_Records provided_
//! Departments command implementation.

use crate::error::Result;
use crate::output::Formatter;

/// Execute the departments command.
pub fn execute_departments(formatter: &Formatter) -> Result<()> {
    println!("{}", formatter.format_departments()?);
    Ok(())
}
//! Intent matcher over a rulebook

use crate::rulebook::Rulebook;
use civic_domain::traits::Responder;
use civic_domain::{Department, Response};
use std::sync::Arc;
use tracing::debug;

/// Outcome of matching one input
#[derive(Debug, Clone, PartialEq, Eq)]
pub struct Matched {
    /// Id of the rule that fired; `None` when the fallback answered
    pub rule: Option<String>,

    /// Response with templates filled for the department
    pub response: Response,
}

/// First-match-wins responder over a [`Rulebook`]
///
/// Cloning is cheap; clones share the compiled rulebook.
///
/// # Examples
///
/// ```
/// use civic_assistant::{BuiltinRulebook, RuleMatcher, Rulebook};
/// use civic_domain::Department;
///
/// let matcher = RuleMatcher::new(Rulebook::builtin(BuiltinRulebook::Portal).unwrap());
/// let matched = matcher.match_input("What documents do I need to file?", Department::Tax);
///
/// assert_eq!(matched.rule.as_deref(), Some("tax-documents"));
/// assert!(matched.response.text.contains("W-2s"));
/// ```
#[derive(Debug, Clone)]
pub struct RuleMatcher {
    rulebook: Arc<Rulebook>,
}

impl RuleMatcher {
    /// Create a matcher over a validated rulebook
    pub fn new(rulebook: Rulebook) -> Self {
        Self {
            rulebook: Arc::new(rulebook),
        }
    }

    /// The underlying rulebook
    pub fn rulebook(&self) -> &Rulebook {
        &self.rulebook
    }

    /// Select the response for `input` under `department`
    ///
    /// Input is trimmed and lowercased, then rules applicable to the
    /// department are tried in evaluation order. Never fails: when nothing
    /// fires, the department's fallback is returned.
    pub fn match_input(&self, input: &str, department: Department) -> Matched {
        let normalized = input.trim().to_lowercase();

        match self
            .rulebook
            .rules_for(department)
            .find(|rule| rule.trigger.matches(&normalized))
        {
            Some(rule) => {
                debug!("Rule '{}' matched under {}", rule.id, department);
                Matched {
                    rule: Some(rule.id.clone()),
                    response: self.rulebook.fill_response(&rule.response, department),
                }
            }
            None => {
                debug!("No rule matched under {}, using fallback", department);
                Matched {
                    rule: None,
                    response: self
                        .rulebook
                        .fill_response(self.rulebook.fallback_for(department), department),
                }
            }
        }
    }

    /// Welcome text for a fresh partition
    pub fn welcome(&self, department: Department) -> String {
        self.rulebook
            .fill(self.rulebook.welcome_for(department), department)
    }
}

impl Responder for RuleMatcher {
    fn respond(&self, input: &str, department: Department) -> Response {
        self.match_input(input, department).response
    }
}
//! Command implementations.

pub mod ask;
pub mod chat;
pub mod departments;
pub mod history;
pub mod rules;

pub use self::ask::execute_ask;
pub use self::chat::execute_chat;
pub use self::departments::execute_departments;
pub use self::history::execute_history;
pub use self::rules::execute_rules;

use crate::config::StoreSettings;
use crate::error::Result;
use civic_store::SqliteStore;
use tracing::debug;

/// Open the configured SQLite database, creating its directory if needed.
pub fn open_sqlite(settings: &StoreSettings) -> Result<SqliteStore> {
    let path = settings.sqlite_path()?;
    if let Some(parent) = path.parent() {
        if !parent.as_os_str().is_empty() {
            std::fs::create_dir_all(parent)?;
        }
    }
    debug!("Opening session database at {}", path.display());
    Ok(SqliteStore::new(&path)?)
}
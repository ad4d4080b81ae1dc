//! Trait definitions for external interactions
//!
//! These traits define the boundaries between domain logic and infrastructure.
//! Implementations live in other crates.

use crate::{Department, Message, MessageId, Partition, Response};
use std::future::Future;

/// Trait for producing a response to free-text input
///
/// Implemented by the application layer (civic-assistant).
/// Must always succeed: when nothing matches, a fallback response is returned.
pub trait Responder {
    /// Select the response for `input` under the given department context
    fn respond(&self, input: &str, department: Department) -> Response;
}

/// Trait for the persisted conversation log
///
/// Implemented by the infrastructure layer (civic-store).
/// One store handle is constructed at startup and shared by every caller.
pub trait SessionStore: Send + Sync {
    /// Error type for store operations
    type Error: std::error::Error + Send + Sync + 'static;

    /// Live feed returned by [`SessionStore::subscribe`]
    type Feed: MessageFeed<Error = Self::Error>;

    /// Append a message to its partition
    fn append(
        &self,
        message: Message,
    ) -> impl Future<Output = Result<MessageId, Self::Error>> + Send;

    /// Read a partition ordered by `(created_at, id)`
    fn history(
        &self,
        partition: &Partition,
    ) -> impl Future<Output = Result<Vec<Message>, Self::Error>> + Send;

    /// Open a live feed over one partition
    fn subscribe(&self, partition: Partition) -> Result<Self::Feed, Self::Error>;

    /// Tear down the store; open feeds end and further calls fail
    fn close(&self);
}

/// A cancellable, restartable sequence of partition snapshots
///
/// Lifecycle: subscribe, then deliver (`next_snapshot`), then unsubscribe
/// (drop or [`MessageFeed::unsubscribe`]).
pub trait MessageFeed: Send {
    /// Error type for snapshot reads
    type Error;

    /// Partition this feed observes
    fn partition(&self) -> &Partition;

    /// Wait for the next ordered snapshot
    ///
    /// The first call yields the current contents. Returns `None` once the
    /// store is closed.
    fn next_snapshot(
        &mut self,
    ) -> impl Future<Output = Option<Result<Vec<Message>, Self::Error>>> + Send;

    /// Re-deliver the current contents on the next call to `next_snapshot`
    fn restart(&mut self);

    /// End the feed
    fn unsubscribe(self)
    where
        Self: Sized,
    {
        drop(self);
    }
}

_What is needed_
All of the records above must be reproduced exactly.

_Exercise answer_
//! Departments command implementation.

use crate::error::Result;
use crate::output::Formatter;

/// Execute the departments command.
pub fn execute_departments(formatter: &Formatter) -> Result<()> {
    println!("{}", formatter.format_departments()?);
    Ok(())
}
//! Intent matcher over a rulebook

use crate::rulebook::Rulebook;
use civic_domain::traits::Responder;
use civic_domain::{Department, Response};
use std::sync::Arc;
use tracing::debug;

/// Outcome of matching one input
#[derive(Debug, Clone, PartialEq, Eq)]
pub struct Matched {
    /// Id of the rule that fired; `None` when the fallback answered
    pub rule: Option<String>,

    /// Response with templates filled for the department
    pub response: Response,
}

/// First-match-wins responder over a [`Rulebook`]
///
/// Cloning is cheap; clones share the compiled rulebook.
///
/// # Examples
///
/// ```
/// use civic_assistant::{BuiltinRulebook, RuleMatcher, Rulebook};
/// use civic_domain::Department;
///
/// let matcher = RuleMatcher::new(Rulebook::builtin(BuiltinRulebook::Portal).unwrap());
/// let matched = matcher.match_input("What documents do I need to file?", Department::Tax);
///
/// assert_eq!(matched.rule.as_deref(), Some("tax-documents"));
/// assert!(matched.response.text.contains("W-2s"));
/// ```
#[derive(Debug, Clone)]
pub struct RuleMatcher {
    rulebook: Arc<Rulebook>,
}

impl RuleMatcher {
    /// Create a matcher over a validated rulebook
    pub fn new(rulebook: Rulebook) -> Self {
        Self {
            rulebook: Arc::new(rulebook),
        }
    }

    /// The underlying rulebook
    pub fn rulebook(&self) -> &Rulebook {
        &self.rulebook
    }

    /// Select the response for `input` under `department`
    ///
    /// Input is trimmed and lowercased, then rules applicable to the
    /// department are tried in evaluation order. Never fails: when nothing
    /// fires, the department's fallback is returned.
    pub fn match_input(&self, input: &str, department: Department) -> Matched {
        let normalized = input.trim().to_lowercase();

        match self
            .rulebook
            .rules_for(department)
            .find(|rule| rule.trigger.matches(&normalized))
        {
            Some(rule) => {
                debug!("Rule '{}' matched under {}", rule.id, department);
                Matched {
                    rule: Some(rule.id.clone()),
                    response: self.rulebook.fill_response(&rule.response, department),
                }
            }
            None => {
                debug!("No rule matched under {}, using fallback", department);
                Matched {
                    rule: None,
                    response: self
                        .rulebook
                        .fill_response(self.rulebook.fallback_for(department), department),
                }
            }
        }
    }

    /// Welcome text for a fresh partition
    pub fn welcome(&self, department: Department) -> String {
        self.rulebook
            .fill(self.rulebook.welcome_for(department), department)
    }
}

impl Responder for RuleMatcher {
    fn respond(&self, input: &str, department: Department) -> Response {
        self.match_input(input, department).response
    }
}
//! Command implementations.

pub mod ask;
pub mod chat;
pub mod departments;
pub mod history;
pub mod rules;

pub use self::ask::execute_ask;
pub use self::chat::execute_chat;
pub use self::departments::execute_departments;
pub use self::history::execute_history;
pub use self::rules::execute_rules;

use crate::config::StoreSettings;
use crate::error::Result;
use civic_store::SqliteStore;
use tracing::debug;

/// Open the configured SQLite database, creating its directory if needed.
pub fn open_sqlite(settings: &StoreSettings) -> Result<SqliteStore> {
    let path = settings.sqlite_path()?;
    if let Some(parent) = path.parent() {
        if !parent.as_os_str().is_empty() {
            std::fs::create_dir_all(parent)?;
        }
    }
    debug!("Opening session database at {}", path.display());
    Ok(SqliteStore::new(&path)?)
}
repository ad4d4080b81ae1dc
//! Trait definitions for external interactions
//!
//! These traits define the boundaries between domain logic and infrastructure.
//! Implementations live in other crates.

use crate::{Department, Message, MessageId, Partition, Response};
use std::future::Future;

/// Trait for producing a response to free-text input
///
/// Implemented by the application layer (civic-assistant).
/// Must always succeed: when nothing matches, a fallback response is returned.
pub trait Responder {
    /// Select the response for `input` under the given department context
    fn respond(&self, input: &str, department: Department) -> Response;
}

/// Trait for the persisted conversation log
///
/// Implemented by the infrastructure layer (civic-store).
/// One store handle is constructed at startup and shared by every caller.
pub trait SessionStore: Send + Sync {
    /// Error type for store operations
    type Error: std::error::Error + Send + Sync + 'static;

    /// Live feed returned by [`SessionStore::subscribe`]
    type Feed: MessageFeed<Error = Self::Error>;

    /// Append a message to its partition
    fn append(
        &self,
        message: Message,
    ) -> impl Future<Output = Result<MessageId, Self::Error>> + Send;

    /// Read a partition ordered by `(created_at, id)`
    fn history(
        &self,
        partition: &Partition,
    ) -> impl Future<Output = Result<Vec<Message>, Self::Error>> + Send;

    /// Open a live feed over one partition
    fn subscribe(&self, partition: Partition) -> Result<Self::Feed, Self::Error>;

    /// Tear down the store; open feeds end and further calls fail
    fn close(&self);
}

/// A cancellable, restartable sequence of partition snapshots
///
/// Lifecycle: subscribe, then deliver (`next_snapshot`), then unsubscribe
/// (drop or [`MessageFeed::unsubscribe`]).
pub trait MessageFeed: Send {
    /// Error type for snapshot reads
    type Error;

    /// Partition this feed observes
    fn partition(&self) -> &Partition;

    /// Wait for the next ordered snapshot
    ///
    /// The first call yields the current contents. Returns `None` once the
    /// store is closed.
    fn next_snapshot(
        &mut self,
    ) -> impl Future<Output = Option<Result<Vec<Message>, Self::Error>>> + Send;

    /// Re-deliver the current contents on the next call to `next_snapshot`
    fn restart(&mut self);

    /// End the feed
    fn unsubscribe(self)
    where
        Self: Sized,
    {
        drop(self);
    }
}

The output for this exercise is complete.